**Assignment:**
Every record below should appear in your answer, copied exactly.

**Data records:**
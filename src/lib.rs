//! HTTP relay that adapts tutoring answers to a student's stress level.
//!
//! `POST /ask-tutor` takes `{ "message", "stress_level" }`, picks a brief or a
//! structured instruction, and forwards the question to a [`TextGenerator`].

pub mod api;
pub mod config;
pub mod provider;
pub mod tutor;

use std::{net::SocketAddr, sync::Arc};

use axum::Router;
use tower_http::trace::TraceLayer;
use tracing::info;

use crate::config::CorsPolicy;
use crate::provider::TextGenerator;

#[derive(Clone)]
pub struct AppState {
    pub generator: Arc<dyn TextGenerator>,
}

impl AppState {
    pub fn new(generator: Arc<dyn TextGenerator>) -> Self {
        Self { generator }
    }
}

pub fn build_app(state: AppState, cors: &CorsPolicy) -> Router {
    api::router(state)
        .layer(TraceLayer::new_for_http())
        .layer(cors.layer())
}

pub async fn run_server(app: Router, addr: SocketAddr) -> std::io::Result<()> {
    let listener = tokio::net::TcpListener::bind(addr).await?;
    info!(addr = %listener.local_addr()?, "Tutor service listening");

    axum::serve(listener, app).await
}
mod error;
mod handlers;
mod models;

use axum::{
    routing::{get, post},
    Router,
};

use crate::AppState;

use handlers::{ask_tutor, not_found, service_info};

pub const ASK_TUTOR_PATH: &str = "/ask-tutor";

pub fn router(state: AppState) -> Router {
    Router::new()
        .route("/", get(service_info))
        .route(ASK_TUTOR_PATH, post(ask_tutor))
        .fallback(not_found)
        .with_state(state)
}
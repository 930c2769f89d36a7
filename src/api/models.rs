use serde::{Deserialize, Serialize};

#[derive(Debug, Serialize, Deserialize, PartialEq, Eq)]
pub struct TutorResponse {
    pub response: String,
    pub stress_level: u8,
}

#[derive(Debug, Serialize, Deserialize)]
pub struct ErrorResponse {
    pub detail: String,
}

#[derive(Debug, Serialize, Deserialize)]
pub struct ServiceInfo {
    pub name: String,
    pub description: String,
    pub version: String,
}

**Exercise output:**
filename src/lib.rs
//! HTTP relay that adapts tutoring answers to a student's stress level.
//!
//! `POST /ask-tutor` takes `{ "message", "stress_level" }`, picks a brief or a
//! structured instruction, and forwards the question to a [`TextGenerator`].

pub mod api;
pub mod config;
pub mod provider;
pub mod tutor;

use std::{net::SocketAddr, sync::Arc};

use axum::Router;
use tower_http::trace::TraceLayer;
use tracing::info;

use crate::config::CorsPolicy;
use crate::provider::TextGenerator;

#[derive(Clone)]
pub struct AppState {
    pub generator: Arc<dyn TextGenerator>,
}

impl AppState {
    pub fn new(generator: Arc<dyn TextGenerator>) -> Self {
        Self { generator }
    }
}

pub fn build_app(state: AppState, cors: &CorsPolicy) -> Router {
    api::router(state)
        .layer(TraceLayer::new_for_http())
        .layer(cors.layer())
}

pub async fn run_server(app: Router, addr: SocketAddr) -> std::io::Result<()> {
    let listener = tokio::net::TcpListener::bind(addr).await?;
    info!(addr = %listener.local_addr()?, "Tutor service listening");

    axum::serve(listener, app).await
}
mod error;
mod handlers;
mod models;

use axum::{
    routing::{get, post},
    Router,
};

use crate::AppState;

use handlers::{ask_tutor, not_found, service_info};

pub const ASK_TUTOR_PATH: &str = "/ask-tutor";

pub fn router(state: AppState) -> Router {
    Router::new()
        .route("/", get(service_info))
        .route(ASK_TUTOR_PATH, post(ask_tutor))
        .fallback(not_found)
        .with_state(state)
}
repository 930c2769f89d36a7
filename src/api/models.rs
use serde::{Deserialize, Serialize};

#[derive(Debug, Serialize, Deserialize, PartialEq, Eq)]
pub struct TutorResponse {
    pub response: String,
    pub stress_level: u8,
}

#[derive(Debug, Serialize, Deserialize)]
pub struct ErrorResponse {
    pub detail: String,
}

#[derive(Debug, Serialize, Deserialize)]
pub struct ServiceInfo {
    pub name: String,
    pub description: String,
    pub version: String,
}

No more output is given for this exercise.